Stored data:
################

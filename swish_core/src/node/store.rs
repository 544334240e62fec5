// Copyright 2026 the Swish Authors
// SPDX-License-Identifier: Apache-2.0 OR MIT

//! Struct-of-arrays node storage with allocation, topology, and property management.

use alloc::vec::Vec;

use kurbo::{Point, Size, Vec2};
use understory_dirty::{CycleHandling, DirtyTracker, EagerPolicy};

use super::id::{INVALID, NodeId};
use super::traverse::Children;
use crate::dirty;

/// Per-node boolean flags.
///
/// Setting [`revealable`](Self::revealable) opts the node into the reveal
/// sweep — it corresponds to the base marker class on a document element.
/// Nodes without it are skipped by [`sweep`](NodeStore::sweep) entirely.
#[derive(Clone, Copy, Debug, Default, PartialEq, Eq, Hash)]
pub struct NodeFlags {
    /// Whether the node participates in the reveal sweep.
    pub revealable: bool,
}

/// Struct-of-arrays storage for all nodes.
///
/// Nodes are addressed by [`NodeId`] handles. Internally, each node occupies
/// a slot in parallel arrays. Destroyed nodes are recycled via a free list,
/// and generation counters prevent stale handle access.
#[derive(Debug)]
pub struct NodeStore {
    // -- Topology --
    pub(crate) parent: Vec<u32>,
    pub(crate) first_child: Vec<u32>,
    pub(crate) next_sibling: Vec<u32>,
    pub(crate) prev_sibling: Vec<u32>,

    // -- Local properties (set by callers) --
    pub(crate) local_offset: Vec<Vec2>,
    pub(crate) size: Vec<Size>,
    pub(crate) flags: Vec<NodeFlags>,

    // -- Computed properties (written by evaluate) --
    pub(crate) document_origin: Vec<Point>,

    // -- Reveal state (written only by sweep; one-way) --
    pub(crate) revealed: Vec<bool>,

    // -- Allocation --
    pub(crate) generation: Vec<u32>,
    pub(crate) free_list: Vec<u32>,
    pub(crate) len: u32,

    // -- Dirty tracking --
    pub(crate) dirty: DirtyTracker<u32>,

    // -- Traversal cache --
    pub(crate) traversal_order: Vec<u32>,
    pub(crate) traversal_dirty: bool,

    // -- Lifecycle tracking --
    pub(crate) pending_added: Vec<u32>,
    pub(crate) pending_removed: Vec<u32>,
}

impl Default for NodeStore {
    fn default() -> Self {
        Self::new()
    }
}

################

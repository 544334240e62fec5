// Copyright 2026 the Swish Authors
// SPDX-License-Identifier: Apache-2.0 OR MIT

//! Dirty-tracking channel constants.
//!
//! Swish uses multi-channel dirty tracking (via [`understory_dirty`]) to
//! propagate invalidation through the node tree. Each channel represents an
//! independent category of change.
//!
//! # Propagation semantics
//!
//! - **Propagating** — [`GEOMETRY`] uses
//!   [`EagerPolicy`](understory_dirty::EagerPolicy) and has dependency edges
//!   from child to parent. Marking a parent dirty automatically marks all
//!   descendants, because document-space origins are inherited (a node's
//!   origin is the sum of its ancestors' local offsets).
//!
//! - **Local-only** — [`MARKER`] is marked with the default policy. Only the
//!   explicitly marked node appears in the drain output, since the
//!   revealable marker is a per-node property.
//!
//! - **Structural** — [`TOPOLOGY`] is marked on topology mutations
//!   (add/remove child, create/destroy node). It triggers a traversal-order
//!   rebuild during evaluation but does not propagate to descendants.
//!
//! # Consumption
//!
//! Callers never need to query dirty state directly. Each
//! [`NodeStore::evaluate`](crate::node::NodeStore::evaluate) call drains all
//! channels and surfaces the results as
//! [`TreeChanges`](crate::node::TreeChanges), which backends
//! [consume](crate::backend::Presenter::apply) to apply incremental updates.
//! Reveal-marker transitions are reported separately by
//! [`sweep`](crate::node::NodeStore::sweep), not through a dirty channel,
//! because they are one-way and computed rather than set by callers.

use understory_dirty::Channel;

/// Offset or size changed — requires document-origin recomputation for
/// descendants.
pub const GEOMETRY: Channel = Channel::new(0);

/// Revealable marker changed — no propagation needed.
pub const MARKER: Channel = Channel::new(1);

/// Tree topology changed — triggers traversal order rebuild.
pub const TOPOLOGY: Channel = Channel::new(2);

################

→ WHAT YOU NEED TO DO
When you reach the line with "no propagation needed." in the records above, start writing out lines exactly, and stop once the line with "pub const TOPOLOGY: Channel" has been written; include nothing else.

→ PROBLEM SOLUTION
/// Revealable marker changed — no propagation needed.
pub const MARKER: Channel = Channel::new(1);

/// Tree topology changed — triggers traversal order rebuild.
pub const TOPOLOGY: Channel = Channel::new(2);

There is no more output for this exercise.